Concept integration: Examples

Examples of the Q and S team's liaison functions illustrate how RC and Lean concepts helped us face myriad challenges during the pandemic. The work was a living example of how RC “enables employees to more effectively coordinate their work with each other, thus pushing out the production possibilities frontier to achieve higher quality outcomes while using resources more efficiently.”4(p14) They illustrate how our approach provided the flexibility and efficiency we needed for an effective response.

Infection Control liaison

The Q and S nurse specialist supported Operations by addressing infection control issues. One example involved safety precautions related to aerosol-generating procedures (AGPs). We wanted to be sure we were following best practices to reduce the risk of aerosol transmission of COVID-19.10,11 While staff were wearing surgical masks and face shields for every patient encounter, if an AGP was occurring, this required anyone entering the room to don an N-95 mask. Without effective communication, the risk of an inadvertent staff exposure was high. The communication had to be easily understood by anyone who might enter a room where an AGP was occurring, including clinicians, food service workers, environmental services staff, and more.
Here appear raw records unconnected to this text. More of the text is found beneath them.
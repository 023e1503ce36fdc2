// Copyright (c) 2025 Soumyadip Sarkar.
// All rights reserved.
//
// This source code is licensed under the license found in the
// LICENSE file in the root directory of this source tree.

use crate::engine::habits::HabitTransition;
use crate::models::HabitId;
use crate::session::Session;
use crate::utils::{maybe_print_json, pretty_table, today};
use anyhow::Result;
use rusqlite::Connection;

pub fn handle(conn: &Connection, m: &clap::ArgMatches) -> Result<()> {
    match m.subcommand() {
        Some(("done", sub)) => {
            let id: HabitId = sub.get_one::<String>("habit").unwrap().parse()?;
            let mut session = Session::load(conn);
            match session.mark_habit(id, today())? {
                HabitTransition::AlreadyDone => println!("{} already done today", id.label()),
                HabitTransition::Extended(n) => println!("{}: streak {}🔥", id.label(), n),
                HabitTransition::Restarted => println!("{}: streak started 🔥", id.label()),
            }
        }
        Some(("list", sub)) => {
            let view = Session::load(conn).habits().view(today());
            if !maybe_print_json(sub.get_flag("json"), sub.get_flag("jsonl"), &view)? {
                let rows = view
                    .iter()
                    .map(|h| {
                        vec![
                            h.id.to_string(),
                            h.label.to_string(),
                            format!("{}🔥", h.streak),
                            if h.done_today { "yes" } else { "" }.to_string(),
                        ]
                    })
                    .collect();
                println!(
                    "{}",
                    pretty_table(&["Habit", "Description", "Streak", "Done today"], rows)
                );
            }
        }
        _ => {}
    }
    Ok(())
}
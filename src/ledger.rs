// Copyright (c) 2025 Soumyadip Sarkar.
// All rights reserved.
//
// This source code is licensed under the license found in the
// LICENSE file in the root directory of this source tree.

use chrono::Utc;

use crate::models::{NewTransaction, Transaction};

/// In-memory transaction list, kept in insertion order.
#[derive(Debug, Clone, Default, PartialEq)]
pub struct Ledger {
    transactions: Vec<Transaction>,
}

impl Ledger {
    pub fn new(transactions: Vec<Transaction>) -> Self {
        Self { transactions }
    }

    /// Appends `tx` with a clock-derived id.
    pub fn add(&mut self, tx: NewTransaction) -> Transaction {
        self.add_at(tx, Utc::now().timestamp_millis())
    }

    /// Appends `tx` using `now_millis` as the candidate id. Ids never repeat:
    /// a candidate at or below the current maximum becomes `max + 1`.
    pub fn add_at(&mut self, tx: NewTransaction, now_millis: i64) -> Transaction {
        let id = match self.transactions.iter().map(|t| t.id).max() {
            Some(max) if now_millis <= max => max.saturating_add(1),
            _ => now_millis,
        };
        let stored = tx.with_id(id);
        self.transactions.push(stored.clone());
        stored
    }

    /// Removes the transaction with `id`. Returns false (and changes nothing)
    /// when no such transaction exists.
    pub fn delete(&mut self, id: i64) -> bool {
        let before = self.transactions.len();
        self.transactions.retain(|t| t.id != id);
        self.transactions.len() != before
    }

    pub fn list(&self) -> Vec<Transaction> {
        self.transactions.clone()
    }

    pub fn transactions(&self) -> &[Transaction] {
        &self.transactions
    }

    pub fn len(&self) -> usize {
        self.transactions.len()
    }

    pub fn is_empty(&self) -> bool {
        self.transactions.is_empty()
    }
}
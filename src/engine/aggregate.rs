// Copyright (c) 2025 Soumyadip Sarkar.
// All rights reserved.
//
// This source code is licensed under the license found in the
// LICENSE file in the root directory of this source tree.

use std::collections::BTreeMap;

use chrono::{DateTime, Datelike, NaiveDate, NaiveDateTime};
use rust_decimal::Decimal;

use crate::models::{CategoryTotals, MonthlyBucket, Summary, Transaction, TxKind};

const HUNDRED: Decimal = Decimal::ONE_HUNDRED;

pub fn summary(txs: &[Transaction]) -> Summary {
    let mut income = Decimal::ZERO;
    let mut expense = Decimal::ZERO;
    for t in txs {
        match t.kind {
            TxKind::Income => income = income.saturating_add(t.amount),
            TxKind::Expense => expense = expense.saturating_add(t.amount),
            TxKind::Other(_) => {}
        }
    }
    let balance = income.saturating_sub(expense);
    let savings_rate = savings_rate(balance, income);
    Summary {
        income,
        expense,
        balance,
        savings_rate,
    }
}

/// `balance / income` as a percentage, zero without income. Totals near
/// the limits of `Decimal` saturate instead of overflowing.
fn savings_rate(balance: Decimal, income: Decimal) -> Decimal {
    if income <= Decimal::ZERO {
        return Decimal::ZERO;
    }
    match balance.checked_div(income) {
        Some(ratio) => ratio.saturating_mul(HUNDRED),
        None if balance.is_sign_negative() => Decimal::MIN,
        None => Decimal::MAX,
    }
}

/// Reads a transaction date: `YYYY-MM-DD`, an RFC 3339 timestamp, or a
/// naive `YYYY-MM-DDTHH:MM:SS`. Blank or anything else is `None`.
pub fn parse_tx_date(raw: &str) -> Option<NaiveDate> {
    let s = raw.trim();
    if s.is_empty() {
        return None;
    }
    NaiveDate::parse_from_str(s, "%Y-%m-%d")
        .ok()
        .or_else(|| DateTime::parse_from_rfc3339(s).ok().map(|d| d.date_naive()))
        .or_else(|| {
            NaiveDateTime::parse_from_str(s, "%Y-%m-%dT%H:%M:%S%.f")
                .ok()
                .map(|d| d.date())
        })
}

pub fn month_key(date: NaiveDate) -> String {
    format!("{}-{:02}", date.year(), date.month())
}

/// Totals per calendar month for one kind, ascending by `YYYY-MM`.
pub fn monthly_buckets(txs: &[Transaction], kind: &TxKind) -> Vec<MonthlyBucket> {
    let mut map: BTreeMap<String, Decimal> = BTreeMap::new();
    for t in txs.iter().filter(|t| &t.kind == kind) {
        let Some(date) = parse_tx_date(&t.date) else {
            continue;
        };
        let total = map.entry(month_key(date)).or_insert(Decimal::ZERO);
        *total = total.saturating_add(t.amount);
    }
    map.into_iter()
        .map(|(month, total)| MonthlyBucket { month, total })
        .collect()
}

pub fn category_totals(txs: &[Transaction]) -> CategoryTotals {
    let mut totals = CategoryTotals::new();
    for t in txs.iter().filter(|t| t.kind == TxKind::Expense) {
        let total = totals.entry(t.category.clone()).or_insert(Decimal::ZERO);
        *total = total.saturating_add(t.amount);
    }
    totals
}

/// Largest expense category. Ties go to the category whose first expense
/// was recorded earliest in `txs`.
pub fn top_category<'a>(
    totals: &'a CategoryTotals,
    txs: &[Transaction],
) -> Option<(&'a str, Decimal)> {
    let first_seen = |name: &str| {
        txs.iter()
            .position(|t| t.kind == TxKind::Expense && t.category == name)
            .unwrap_or(usize::MAX)
    };
    totals
        .iter()
        .max_by(|(a_name, a_amt), (b_name, b_amt)| {
            a_amt
                .cmp(b_amt)
                .then_with(|| first_seen(b_name.as_str()).cmp(&first_seen(a_name.as_str())))
        })
        .map(|(name, amt)| (name.as_str(), *amt))
}

pub fn last_total(buckets: &[MonthlyBucket]) -> Decimal {
    buckets.last().map(|b| b.total).unwrap_or(Decimal::ZERO)
}
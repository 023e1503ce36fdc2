// Copyright (c) 2025 Soumyadip Sarkar.
// All rights reserved.
//
// This source code is licensed under the license found in the
// LICENSE file in the root directory of this source tree.

use anyhow::Result;

use finpilot::{cli, commands, db, utils};

fn main() -> Result<()> {
    utils::init_tracing();
    let cli = cli::build_cli();
    let matches = cli.get_matches();

    let conn = db::open_or_init()?;

    match matches.subcommand() {
        Some(("init", _)) => {
            println!("Database initialized at {}", db::db_path()?.display());
        }
        Some(("tx", sub)) => commands::transactions::handle(&conn, sub)?,
        Some(("report", sub)) => commands::reports::handle(&conn, sub)?,
        Some(("insights", sub)) => commands::insights::handle(&conn, sub)?,
        Some(("goal", sub)) => commands::goals::handle(&conn, sub)?,
        Some(("simulate", sub)) => commands::simulate::handle(&conn, sub)?,
        Some(("habit", sub)) => commands::habits::handle(&conn, sub)?,
        Some(("export", sub)) => commands::exporter::handle(&conn, sub)?,
        Some(("config", sub)) => commands::settings::handle(&conn, sub)?,
        Some(("doctor", _)) => commands::doctor::handle(&conn)?,
        _ => {
            cli::build_cli().print_help()?;
            println!();
        }
    }
    Ok(())
}
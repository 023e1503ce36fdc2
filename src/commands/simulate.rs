// Copyright (c) AlphaVelocity.
// All rights reserved.
//
// This source code is licensed under the license found in the
// LICENSE file in the root directory of this source tree.

use crate::config::get_currency_symbol;
use crate::engine::chart::{Canvas, DEFAULT_FRAMES, render_plan};
use crate::models::SimulationParams;
use crate::session::Session;
use crate::utils::{fmt_money, maybe_print_json, parse_decimal, pretty_table};
use anyhow::Result;
use rusqlite::Connection;

pub fn params_from(m: &clap::ArgMatches) -> Result<SimulationParams> {
    Ok(SimulationParams {
        months: *m.get_one::<u32>("months").unwrap(),
        income_growth_pct: parse_decimal(m.get_one::<String>("income_growth").unwrap())?,
        expense_growth_pct: parse_decimal(m.get_one::<String>("expense_growth").unwrap())?,
    })
}

pub fn handle(conn: &Connection, m: &clap::ArgMatches) -> Result<()> {
    let params = params_from(m)?;
    let points = Session::load(conn).simulate(&params);

    if m.get_flag("frames") {
        let plan = render_plan(&points, Canvas::default(), DEFAULT_FRAMES);
        println!("{}", serde_json::to_string_pretty(&plan)?);
        return Ok(());
    }
    if maybe_print_json(m.get_flag("json"), m.get_flag("jsonl"), &points)? {
        return Ok(());
    }
    if points.is_empty() {
        println!("Not enough data to simulate yet.");
        return Ok(());
    }
    let ccy = get_currency_symbol(conn)?;
    let rows = points
        .iter()
        .map(|p| vec![p.month.to_string(), fmt_money(&p.value, &ccy)])
        .collect();
    println!("{}", pretty_table(&["Month", "Net worth"], rows));
    Ok(())
}
// Copyright (c) 2025 Soumyadip Sarkar.
// All rights reserved.
//
// This source code is licensed under the license found in the
// LICENSE file in the root directory of this source tree.

use crate::config::get_currency_symbol;
use crate::engine::aggregate::parse_tx_date;
use crate::models::Transaction;
use crate::session::Session;
use crate::utils::{fmt_money, maybe_print_json, pretty_table, today};
use crate::validate;
use anyhow::Result;
use rusqlite::Connection;

pub fn handle(conn: &Connection, m: &clap::ArgMatches) -> Result<()> {
    match m.subcommand() {
        Some(("add", sub)) => {
            add(conn, sub)?;
        }
        Some(("list", sub)) => list(conn, sub)?,
        Some(("rm", sub)) => rm(conn, sub)?,
        _ => {}
    }
    Ok(())
}

pub fn add(conn: &Connection, sub: &clap::ArgMatches) -> Result<Transaction> {
    let day = today();
    let default_date = day.format("%Y-%m-%d").to_string();
    let date = sub
        .get_one::<String>("date")
        .map(|s| s.as_str())
        .unwrap_or(default_date.as_str());
    let tx = validate::transaction_input(
        sub.get_one::<String>("type").unwrap(),
        sub.get_one::<String>("category").unwrap(),
        sub.get_one::<String>("amount").unwrap(),
        Some(date),
        sub.get_one::<String>("description").map(|s| s.as_str()),
    )?;

    let mut session = Session::load(conn);
    let stored = session.add_transaction(tx, day)?;
    println!(
        "Recorded {} {} on {} in '{}' (id {})",
        stored.kind, stored.amount, stored.date, stored.category, stored.id
    );
    Ok(stored)
}

/// All transactions, most recent date first; undated entries sort last.
pub fn sorted_for_display(session: &Session<'_>) -> Vec<Transaction> {
    let mut rows = session.ledger().list();
    rows.sort_by_key(|t| std::cmp::Reverse(parse_tx_date(&t.date)));
    rows
}

fn list(conn: &Connection, sub: &clap::ArgMatches) -> Result<()> {
    let session = Session::load(conn);
    let data = sorted_for_display(&session);
    if maybe_print_json(sub.get_flag("json"), sub.get_flag("jsonl"), &data)? {
        return Ok(());
    }
    if data.is_empty() {
        println!("No transactions yet. Add your first one!");
        return Ok(());
    }
    let ccy = get_currency_symbol(conn)?;
    let rows: Vec<Vec<String>> = data
        .iter()
        .map(|t| {
            vec![
                t.id.to_string(),
                t.date.clone(),
                t.kind.to_string(),
                t.category.clone(),
                t.description.clone().unwrap_or_else(|| "-".into()),
                fmt_money(&t.amount, &ccy),
            ]
        })
        .collect();
    println!(
        "{}",
        pretty_table(
            &["ID", "Date", "Type", "Category", "Description", "Amount"],
            rows
        )
    );
    Ok(())
}

fn rm(conn: &Connection, sub: &clap::ArgMatches) -> Result<()> {
    let id = *sub.get_one::<i64>("id").unwrap();
    let mut session = Session::load(conn);
    if session.delete_transaction(id)? {
        println!("Removed transaction {}", id);
    } else {
        println!("No transaction with id {}", id);
    }
    Ok(())
}
// Copyright (c) 2025 Soumyadip Sarkar.
// All rights reserved.
//
// This source code is licensed under the license found in the
// LICENSE file in the root directory of this source tree.

use thiserror::Error;

/// A stored document that could not be decoded.
#[derive(Error, Debug)]
#[error("document '{key}' is malformed: {source}")]
pub struct ParseError {
    pub key: String,
    #[source]
    pub source: serde_json::Error,
}

#[derive(Error, Debug)]
pub enum StoreError {
    #[error("storage backend failed: {0}")]
    Backend(#[from] rusqlite::Error),
    #[error(transparent)]
    Parse(#[from] ParseError),
    #[error("could not encode document '{key}': {source}")]
    Encode {
        key: String,
        #[source]
        source: serde_json::Error,
    },
}

/// Rejections raised at the input boundary, before anything reaches the engine.
#[derive(Error, Debug, PartialEq, Eq)]
pub enum ValidationError {
    #[error("Please enter a valid amount and date.")]
    InvalidAmount(String),
    #[error("Please enter a valid amount and date.")]
    MissingDate,
    #[error("Invalid date '{0}', expected YYYY-MM-DD")]
    InvalidDate(String),
    #[error("Unknown transaction type '{0}' (use income|expense)")]
    UnknownKind(String),
    #[error("Please provide a name, positive amount and months > 0.")]
    InvalidGoal,
    #[error("Unknown habit '{0}' (use log_daily|no_food_delivery|review_dashboard)")]
    UnknownHabit(String),
}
The nurse specialist gathered a small team of clinical staff members to plan a 48-hour trial of an AGP communication sign, which included the time of the AGP and the time that an N-95 mask would no longer be needed for room entry. The nurse specialist used both Lean and RC principles in her approach. She understood that by involving those directly involved in the work, a sustainable solution could be developed that would foster additional shared knowledge and mutual respect, while increasing the safety of employees.4,8 The 48-hour trial proved successful and was soon rolled out house-wide.
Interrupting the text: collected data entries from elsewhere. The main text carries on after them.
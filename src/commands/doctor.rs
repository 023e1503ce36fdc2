// Copyright (c) AlphaVelocity.
// All rights reserved.
//
// This source code is licensed under the license found in the
// LICENSE file in the root directory of this source tree.

use crate::engine::aggregate::parse_tx_date;
use crate::models::{Transaction, TxKind};
use crate::session::Session;
use crate::utils::pretty_table;
use anyhow::Result;
use rusqlite::Connection;
use rust_decimal::Decimal;
use std::collections::HashSet;

/// Records the engine tolerates silently but that skew its numbers.
pub fn find_issues(txs: &[Transaction]) -> Vec<(String, String)> {
    let mut issues = Vec::new();
    let mut seen = HashSet::new();
    for t in txs {
        if !seen.insert(t.id) {
            issues.push(("duplicate_id".into(), t.id.to_string()));
        }
        if parse_tx_date(&t.date).is_none() {
            issues.push(("unparseable_date".into(), format!("{} '{}'", t.id, t.date)));
        }
        if t.amount <= Decimal::ZERO {
            issues.push(("non_positive_amount".into(), format!("{} {}", t.id, t.amount)));
        }
        if let TxKind::Other(raw) = &t.kind {
            issues.push(("unknown_type".into(), format!("{} '{}'", t.id, raw)));
        }
    }
    issues
}

pub fn handle(conn: &Connection) -> Result<()> {
    let session = Session::load(conn);
    let rows: Vec<Vec<String>> = find_issues(session.ledger().transactions())
        .into_iter()
        .map(|(issue, detail)| vec![issue, detail])
        .collect();
    if rows.is_empty() {
        println!("✅ doctor: no issues found");
    } else {
        println!("{}", pretty_table(&["Issue", "Detail"], rows));
    }
    Ok(())
}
Logistics liaison for Materials Management and Linen Services

The Q and S program director for the Emergency Cardiovascular Care program became a liaison to the Materials Management and Linen Services sections of the Logistics branch, both heavily involved in the management of personal protective equipment (PPE). This liaison worked with the Infection Control liaison and others to ensure adequate PPE for all units. One way to preserve PPE was to minimize room entry. The liaison worked on a plan to position intravenous (IV) pumps outside of patient rooms so that staff could respond to a beeping pump or change an IV bag without donning PPE. Concepts of RC were critical in the liaison's work to maintain timely and effective communication across multiple teams,4 including Materials Management, Infection Control, the IV Team, and Clinical Engineering. Materials Management quadrupled our usual order of extension tubing, and Clinical Engineering ensured that the extra tubing did not affect medication delivery rates. Lean concepts were employed as the practice was trialed in one intensive care unit, where staff confirmed it significantly decreased PPE use; it was then rolled out to all appropriate areas. The work on IV tubing was just one of countless innovations that this liaison was able to facilitate through effective RC.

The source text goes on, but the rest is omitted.